Autant de points qui nous permettent de nous différencier les uns des autres car nous ne sommes résolument pas comme les autres. Nous n’acceptons pas d’être l’égal d’autrui. Nous sommes, d’une manière ou d’une autre mieux, meilleur, plus valable et cela doit se sentir, se vivre et se voir.
N’est-ce-pas ainsi que la générosité, l’hospitalité et la solidarité se délitent ? Par l’exacerbation jusqu’à la gloire des différences ? À quels moments de nos vies ces qualités fondamentales-là sont-elles partagées, transmises et valorisées ? On les rêve toutes, c’est évident, c’est naturel, c’est humain. On y croit tous depuis le fond des temps. Mais on n’est pas pratiquant.
« L’ami de mon ami est mon ami, dit-on. Celui-ci devint le mien. Il vivait au Mali depuis plus de cinq ans. (…) Des gens de presque toutes les nationalités africaines se retrouvaient chez lui. (…) Non seulement il vous recevait, mais il entreprenait toutes les démarches nécessaires pour vous trouver un logement puis pour vous aider à poursuivre votre voyage » [1].

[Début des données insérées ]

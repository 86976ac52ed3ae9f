use crate::error::HymodResult;

/// Core trait for lumped hydrological models.
///
/// Defines the interface a model implements: initialize state, describe the
/// state at rest, step, and run over a timeseries.
pub trait HydrologicalModel {
    const NAME: &'static str;
    type Params;
    type State: Clone;
    type Forcing: Copy;
    type Fluxes;
    type FluxesTimeseries: FluxesTimeseriesOps<Self::Fluxes>;

    /// Create a default initial state from parameters.
    fn initialize_state(params: &Self::Params) -> Self::State;

    /// Flux record for a state before any routing has happened.
    fn rest_fluxes(state: &Self::State) -> Self::Fluxes;

    /// Execute one timestep: given state, params and forcing, return the new
    /// state and fluxes.
    fn step(
        state: &Self::State,
        params: &Self::Params,
        forcing: &Self::Forcing,
    ) -> HymodResult<(Self::State, Self::Fluxes)>;

    /// Run the model over a forcing timeseries.
    ///
    /// Record 0 is the rest record of the initial state. Record `t + 1` is
    /// produced by stepping forcing `t`, so the last forcing entry only
    /// closes the window and the output has the same length as the input.
    fn run(
        params: &Self::Params,
        forcing: &[Self::Forcing],
        initial_state: Option<&Self::State>,
    ) -> HymodResult<Self::FluxesTimeseries> {
        let mut state = match initial_state {
            Some(s) => s.clone(),
            None => Self::initialize_state(params),
        };

        let n = forcing.len();
        let mut outputs = Self::FluxesTimeseries::with_capacity(n);
        if n == 0 {
            return Ok(outputs);
        }

        outputs.push(&Self::rest_fluxes(&state));
        for f in &forcing[..n - 1] {
            let (new_state, fluxes) = Self::step(&state, params, f)?;
            outputs.push(&fluxes);
            state = new_state;
        }

        Ok(outputs)
    }
}

/// Operations required on the timeseries collection type.
pub trait FluxesTimeseriesOps<F> {
    fn with_capacity(n: usize) -> Self;
    fn push(&mut self, f: &F);
    fn len(&self) -> usize;
    fn is_empty(&self) -> bool;
}

/// Parameter sets that round-trip through a flat `f64` array.
pub trait ModelParams: Sized {
    const N_PARAMS: usize;
    const PARAM_NAMES: &'static [&'static str];
    const PARAM_BOUNDS: &'static [(f64, f64)];

    fn from_array(arr: &[f64]) -> HymodResult<Self>;
    fn to_array(&self) -> Vec<f64>;
}

/// Model states that round-trip through a flat `f64` array.
pub trait ModelState: Sized {
    fn to_vec(&self) -> Vec<f64>;
    fn from_slice(arr: &[f64]) -> HymodResult<Self>;
    fn array_len(&self) -> usize;
}
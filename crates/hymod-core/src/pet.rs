//! Temperature-based potential evapotranspiration (Hamon).
//!
//! Only needed when a catchment has temperature records but no PET series.
//! The simulation never calls into this module.
use crate::error::HymodResult;
use crate::forcing::check_same_length;

/// Saturation vapour pressure [hPa] at air temperature `temp` [°C] (Tetens).
#[inline]
pub fn saturation_vapor_pressure(temp: f64) -> f64 {
    6.108 * ((17.27 * temp) / (temp + 237.3)).exp()
}

/// Hamon PET [mm/day].
///
/// - `k`: proportionality coefficient [-]
/// - `temp`: mean air temperature [°C]
/// - `daylight_hours`: day length [h]
#[inline]
pub fn estimate_pet(k: f64, temp: f64, daylight_hours: f64) -> f64 {
    let e_sat = saturation_vapor_pressure(temp);
    k * 0.165 * 216.7 * daylight_hours * (e_sat / (temp + 273.3))
}

/// Hamon PET for a temperature series with per-step day lengths.
///
/// Fails with `LengthMismatch` if the two slices differ in length.
pub fn pet_series(k: f64, temps: &[f64], daylight_hours: &[f64]) -> HymodResult<Vec<f64>> {
    check_same_length("temps", temps, "daylight_hours", daylight_hours)?;
    Ok(temps
        .iter()
        .zip(daylight_hours)
        .map(|(&t, &n)| estimate_pet(k, t, n))
        .collect())
}
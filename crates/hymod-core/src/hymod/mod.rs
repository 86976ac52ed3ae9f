/// HYMOD, a lumped conceptual rainfall-runoff model.
///
/// A probability-distributed soil moisture store feeds a cascade of
/// quick-flow linear reservoirs and a single slow-flow linear reservoir.
/// Six parameters, 2 + N state stores, daily timestep.
pub mod constants;
pub mod fluxes;
pub mod params;
pub mod processes;
pub mod routing;
pub mod run;
pub mod state;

À ce propos, le fait pour un citoyen belge d’offrir un hébergement à un clandestin ne constitue pas une infraction, sauf si cet hébergement relève de la traite des êtres humains. Il existe par ailleurs le moyen d’interpeller sa commune via www.communehospitaliere.be pour faire voter une motion améliorant l’information et l’accueil des migrants.
Ce serait comme un premier accommodement communal raisonnable pour donner aux personnes migrantes une chance d’être reçues comme l’égal de citoyens et non comme des clandestins.
[1] Emmanuel Mbolela, Réfugié – Une odyssée africaine, Editions Libertalia, 2017, p. 65.